百合子の幼馴染は職人さん、若い二人は萌えもえしてる。裏
その頃………
……、はぁぁ、と丈太郎も深いため息を付きながら台所へと向かう。住居が裏手にある為、幾分広い間取りの家、二階にも小部屋がある。
先程触れた指先を見る丈太郎。あぶねえと、どぎまぎしていた。
ポッポと胸の中が熱く燃えるように苦しい、彼は懐に忍ばせているお守り袋にそろりと手をやる。

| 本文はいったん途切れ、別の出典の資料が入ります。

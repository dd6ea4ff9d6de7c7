//! Application configuration structs
//!
//! Loads configuration from environment variables (and a `.env` file when present).

use std::env;

use chrono::Weekday;

/// Main application configuration
#[derive(Debug, Clone)]
pub struct AppConfig {
    pub app: AppSettings,
    pub api: ServerConfig,
    pub database: DatabaseConfig,
    pub auth: AuthConfig,
    pub webhook: WebhookConfig,
    pub media: MediaConfig,
    pub contest: ContestConfig,
    pub rate_limit: RateLimitConfig,
    pub cors: CorsConfig,
    pub snowflake: SnowflakeConfig,
}

/// General application settings
#[derive(Debug, Clone)]
pub struct AppSettings {
    pub name: String,
    pub env: Environment,
}

/// Environment type
#[derive(Debug, Clone, Copy, PartialEq, Eq, Default)]
pub enum Environment {
    #[default]
    Development,
    Staging,
    Production,
}

impl Environment {
    #[must_use]
    pub fn is_production(&self) -> bool {
        matches!(self, Self::Production)
    }

    #[must_use]
    pub fn is_development(&self) -> bool {
        matches!(self, Self::Development)
    }

    fn parse(s: &str) -> Option<Self> {
        match s.to_lowercase().as_str() {
            "production" => Some(Self::Production),
            "staging" => Some(Self::Staging),
            "development" => Some(Self::Development),
            _ => None,
        }
    }
}

/// HTTP listener configuration
#[derive(Debug, Clone)]
pub struct ServerConfig {
    pub host: String,
    pub port: u16,
}

impl ServerConfig {
    #[must_use]
    pub fn address(&self) -> String {
        format!("{}:{}", self.host, self.port)
    }
}

/// Database configuration
#[derive(Debug, Clone)]
pub struct DatabaseConfig {
    /// `postgres://…` or `memory://` for the in-process store
    pub url: String,
    pub max_connections: u32,
    pub min_connections: u32,
}

impl DatabaseConfig {
    #[must_use]
    pub fn is_in_memory(&self) -> bool {
        self.url.starts_with("memory://")
    }
}

/// Identity-provider session token settings
#[derive(Debug, Clone)]
pub struct AuthConfig {
    /// Shared HS256 secret used by the identity provider to sign session tokens
    pub jwt_secret: String,
    /// Expected `iss` claim; unchecked when empty
    pub issuer: String,
    /// Prefix of every token identifier
    pub app_domain: String,
    /// Clock skew tolerated on `exp`, seconds
    pub leeway_secs: u64,
}

/// Identity webhook settings
#[derive(Debug, Clone)]
pub struct WebhookConfig {
    /// `whsec_<base64>` signing secret
    pub secret: String,
    pub tolerance_secs: i64,
}

/// Local media storage settings
#[derive(Debug, Clone)]
pub struct MediaConfig {
    pub upload_dir: String,
    /// Origin used when building upload and download URLs
    pub public_base_url: String,
    pub max_file_size_mb: u32,
}

impl MediaConfig {
    #[must_use]
    pub fn max_file_size_bytes(&self) -> usize {
        self.max_file_size_mb as usize * 1024 * 1024
    }
}

/// Weekly contest scheduling
#[derive(Debug, Clone)]
pub struct ContestConfig {
    pub scheduler_enabled: bool,
    pub weekday: Weekday,
    pub hour: u32,
    pub minute: u32,
    /// Key an external scheduler presents in `x-scheduler-key`; trigger endpoint disabled when unset
    pub trigger_key: Option<String>,
}

/// Rate limiting configuration
#[derive(Debug, Clone)]
pub struct RateLimitConfig {
    pub enabled: bool,
    pub requests_per_second: u32,
    pub burst: u32,
}

/// CORS configuration
#[derive(Debug, Clone, Default)]
pub struct CorsConfig {
    pub allowed_origins: Vec<String>,
}

/// Snowflake ID generator configuration
#[derive(Debug, Clone, Default)]
pub struct SnowflakeConfig {
    pub worker_id: u16,
}

// Default value functions
fn default_app_name() -> String {
    "social-server".to_string()
}

fn default_host() -> String {
    "127.0.0.1".to_string()
}

fn default_port() -> u16 {
    8080
}

fn default_max_connections() -> u32 {
    20
}

fn default_min_connections() -> u32 {
    2
}

fn default_leeway() -> u64 {
    60
}

fn default_webhook_tolerance() -> i64 {
    300 // 5 minutes
}

fn default_upload_dir() -> String {
    "./uploads".to_string()
}

fn default_max_file_size() -> u32 {
    10
}

fn default_contest_weekday() -> Weekday {
    Weekday::Fri
}

fn default_contest_hour() -> u32 {
    14
}

fn default_requests_per_second() -> u32 {
    10
}

fn default_burst() -> u32 {
    50
}

impl AppConfig {
    /// Load configuration from environment variables
    ///
    /// # Errors
    /// Returns an error if required environment variables are missing
    pub fn from_env() -> Result<Self, ConfigError> {
        // Load .env file if present (ignore errors if not found)
        let _ = dotenvy::dotenv();
        Self::from_lookup(|key| env::var(key).ok())
    }

    /// Build configuration from any key/value source
    ///
    /// # Errors
    /// Returns an error if a required key is missing or a value does not parse
    pub fn from_lookup<F>(lookup: F) -> Result<Self, ConfigError>
    where
        F: Fn(&str) -> Option<String>,
    {
        let required = |key: &'static str| lookup(key).ok_or(ConfigError::MissingVar(key));
        let parsed = |key: &'static str| -> Result<Option<u64>, ConfigError> {
            lookup(key)
                .map(|v| v.trim().parse().map_err(|_| ConfigError::InvalidValue(key, v)))
                .transpose()
        };
        let invalid = |key: &'static str| ConfigError::InvalidValue(key, lookup(key).unwrap_or_default());

        let host = lookup("API_HOST").unwrap_or_else(default_host);
        let port = parsed("API_PORT")?.map_or(Ok(default_port()), |p| {
            u16::try_from(p).map_err(|_| ConfigError::InvalidValue("API_PORT", p.to_string()))
        })?;

        let weekday = match lookup("CONTEST_SCHEDULE_DAY") {
            Some(day) => day
                .trim()
                .parse::<Weekday>()
                .map_err(|_| ConfigError::InvalidValue("CONTEST_SCHEDULE_DAY", day))?,
            None => default_contest_weekday(),
        };
        let hour = parsed("CONTEST_SCHEDULE_HOUR")?
            .map_or(Some(default_contest_hour()), |h| u32::try_from(h).ok())
            .filter(|h| *h <= 23)
            .ok_or_else(|| invalid("CONTEST_SCHEDULE_HOUR"))?;
        let minute = parsed("CONTEST_SCHEDULE_MINUTE")?
            .map_or(Some(0), |m| u32::try_from(m).ok())
            .filter(|m| *m <= 59)
            .ok_or_else(|| invalid("CONTEST_SCHEDULE_MINUTE"))?;

        let public_base_url = lookup("MEDIA_PUBLIC_BASE_URL")
            .unwrap_or_else(|| format!("http://{host}:{port}"))
            .trim_end_matches('/')
            .to_string();

        Ok(Self {
            app: AppSettings {
                name: lookup("APP_NAME").unwrap_or_else(default_app_name),
                env: lookup("APP_ENV")
                    .as_deref()
                    .and_then(Environment::parse)
                    .unwrap_or_default(),
            },
            api: ServerConfig { host, port },
            database: DatabaseConfig {
                url: required("DATABASE_URL")?,
                max_connections: parsed("DATABASE_MAX_CONNECTIONS")?
                    .map_or_else(default_max_connections, |v| v as u32),
                min_connections: parsed("DATABASE_MIN_CONNECTIONS")?
                    .map_or_else(default_min_connections, |v| v as u32),
            },
            auth: AuthConfig {
                jwt_secret: required("AUTH_JWT_SECRET")?,
                issuer: lookup("AUTH_ISSUER").unwrap_or_default(),
                app_domain: required("AUTH_APP_DOMAIN")?,
                leeway_secs: parsed("AUTH_LEEWAY_SECS")?.unwrap_or_else(default_leeway),
            },
            webhook: WebhookConfig {
                secret: required("WEBHOOK_SECRET")?,
                tolerance_secs: parsed("WEBHOOK_TOLERANCE_SECS")?
                    .map_or_else(default_webhook_tolerance, |v| v as i64),
            },
            media: MediaConfig {
                upload_dir: lookup("UPLOAD_DIR").unwrap_or_else(default_upload_dir),
                public_base_url,
                max_file_size_mb: parsed("MAX_FILE_SIZE_MB")?
                    .map_or_else(default_max_file_size, |v| v as u32),
            },
            contest: ContestConfig {
                scheduler_enabled: lookup("CONTEST_SCHEDULER_ENABLED")
                    .map_or(true, |v| parse_flag(&v)),
                weekday,
                hour,
                minute,
                trigger_key: lookup("CONTEST_TRIGGER_KEY").filter(|k| !k.is_empty()),
            },
            rate_limit: RateLimitConfig {
                enabled: lookup("RATE_LIMIT_ENABLED").map_or(true, |v| parse_flag(&v)),
                requests_per_second: parsed("RATE_LIMIT_REQUESTS_PER_SECOND")?
                    .map_or_else(default_requests_per_second, |v| v as u32),
                burst: parsed("RATE_LIMIT_BURST")?.map_or_else(default_burst, |v| v as u32),
            },
            cors: CorsConfig {
                allowed_origins: lookup("CORS_ALLOWED_ORIGINS")
                    .map(|s| {
                        s.split(',')
                            .map(str::trim)
                            .filter(|o| !o.is_empty())
                            .map(String::from)
                            .collect()
                    })
                    .unwrap_or_default(),
            },
            snowflake: SnowflakeConfig {
                worker_id: parsed("WORKER_ID")?.map_or(0, |v| v as u16),
            },
        })
    }
}

fn parse_flag(value: &str) -> bool {
    matches!(value.trim().to_lowercase().as_str(), "1" | "true" | "yes" | "on")
}

/// Configuration errors
#[derive(Debug, thiserror::Error)]
pub enum ConfigError {
    #[error("Missing required environment variable: {0}")]
    MissingVar(&'static str),

    #[error("Invalid value for {0}: {1}")]
    InvalidValue(&'static str, String),
}

#[cfg(test)]
mod tests {
    use super::*;
    use std::collections::HashMap;

    fn lookup_from(pairs: &[(&str, &str)]) -> impl Fn(&str) -> Option<String> {
        let map: HashMap<String, String> = pairs
            .iter()
            .map(|(k, v)| ((*k).to_string(), (*v).to_string()))
            .collect();
        move |key| map.get(key).cloned()
    }

    const REQUIRED: &[(&str, &str)] = &[
        ("DATABASE_URL", "memory://"),
        ("AUTH_JWT_SECRET", "secret"),
        ("AUTH_APP_DOMAIN", "clerk.example.dev"),
        ("WEBHOOK_SECRET", "whsec_c2VjcmV0"),
    ];

    #[test]
    fn test_defaults() {
        let config = AppConfig::from_lookup(lookup_from(REQUIRED)).unwrap();
        assert_eq!(config.app.name, "social-server");
        assert!(config.app.env.is_development());
        assert_eq!(config.api.address(), "127.0.0.1:8080");
        assert!(config.database.is_in_memory());
        assert_eq!(config.webhook.tolerance_secs, 300);
        assert_eq!(config.contest.weekday, Weekday::Fri);
        assert_eq!(config.contest.hour, 14);
        assert_eq!(config.contest.minute, 0);
        assert!(config.contest.scheduler_enabled);
        assert!(config.contest.trigger_key.is_none());
        assert_eq!(config.media.public_base_url, "http://127.0.0.1:8080");
        assert_eq!(config.media.max_file_size_bytes(), 10 * 1024 * 1024);
    }

    #[test]
    fn test_missing_required_var() {
        let err = AppConfig::from_lookup(lookup_from(&[("DATABASE_URL", "memory://")])).unwrap_err();
        assert!(matches!(err, ConfigError::MissingVar("AUTH_JWT_SECRET")));
    }

    #[test]
    fn test_contest_schedule_overrides() {
        let mut pairs = REQUIRED.to_vec();
        pairs.extend([
            ("CONTEST_SCHEDULE_DAY", "monday"),
            ("CONTEST_SCHEDULE_HOUR", "9"),
            ("CONTEST_SCHEDULE_MINUTE", "30"),
            ("CONTEST_SCHEDULER_ENABLED", "false"),
            ("CONTEST_TRIGGER_KEY", "cron-key"),
        ]);
        let config = AppConfig::from_lookup(lookup_from(&pairs)).unwrap();
        assert_eq!(config.contest.weekday, Weekday::Mon);
        assert_eq!(config.contest.hour, 9);
        assert_eq!(config.contest.minute, 30);
        assert!(!config.contest.scheduler_enabled);
        assert_eq!(config.contest.trigger_key.as_deref(), Some("cron-key"));
    }

    #[test]
    fn test_invalid_values_are_rejected() {
        let mut pairs = REQUIRED.to_vec();
        pairs.push(("CONTEST_SCHEDULE_HOUR", "25"));
        assert!(matches!(
            AppConfig::from_lookup(lookup_from(&pairs)),
            Err(ConfigError::InvalidValue("CONTEST_SCHEDULE_HOUR", _))
        ));

        // would truncate to 14 as a u32
        let mut pairs = REQUIRED.to_vec();
        pairs.push(("CONTEST_SCHEDULE_HOUR", "4294967310"));
        assert!(matches!(
            AppConfig::from_lookup(lookup_from(&pairs)),
            Err(ConfigError::InvalidValue("CONTEST_SCHEDULE_HOUR", v)) if v == "4294967310"
        ));

        let mut pairs = REQUIRED.to_vec();
        pairs.push(("CONTEST_SCHEDULE_MINUTE", "4294967326"));
        assert!(matches!(
            AppConfig::from_lookup(lookup_from(&pairs)),
            Err(ConfigError::InvalidValue("CONTEST_SCHEDULE_MINUTE", _))
        ));

        let mut pairs = REQUIRED.to_vec();
        pairs.push(("API_PORT", "eighty"));
        assert!(matches!(
            AppConfig::from_lookup(lookup_from(&pairs)),
            Err(ConfigError::InvalidValue("API_PORT", _))
        ));
    }

    #[test]
    fn test_cors_origins_split() {
        let mut pairs = REQUIRED.to_vec();
        pairs.push(("CORS_ALLOWED_ORIGINS", "https://a.example, https://b.example,"));
        let config = AppConfig::from_lookup(lookup_from(&pairs)).unwrap();
        assert_eq!(
            config.cors.allowed_origins,
            vec!["https://a.example".to_string(), "https://b.example".to_string()]
        );
    }

    #[test]
    fn test_environment_flags() {
        assert!(Environment::Production.is_production());
        assert!(!Environment::Staging.is_development());
        assert_eq!(Environment::parse("PRODUCTION"), Some(Environment::Production));
        assert_eq!(Environment::parse("qa"), None);
    }
}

中身は家のガラクタ入れに棄ててあった『手裏剣』、小さい時に遊んでいて百合子と見つけ、それ以来気に入ったので、無頓着な彼は、素のまま、何時も懐に入れていたらある日の事。
「あぶないから、袋に入れなさい、母上様に教えてもらって、縫ってみたの」
そう言って手渡された、百合の花が染め抜かれている生地で作られた守り袋、首から下げるようにと、組紐がつけられていた。あまりの嬉しさに、頭の中がくらくらとした事を、今尚覚えている丈太郎。
それ以来、彼はそれを首から下げ手放した事はない、湯屋では油紙に包み込み、濡れぬように気を使う有様……。他人はそれを見て『阿呆』と呼んでいる。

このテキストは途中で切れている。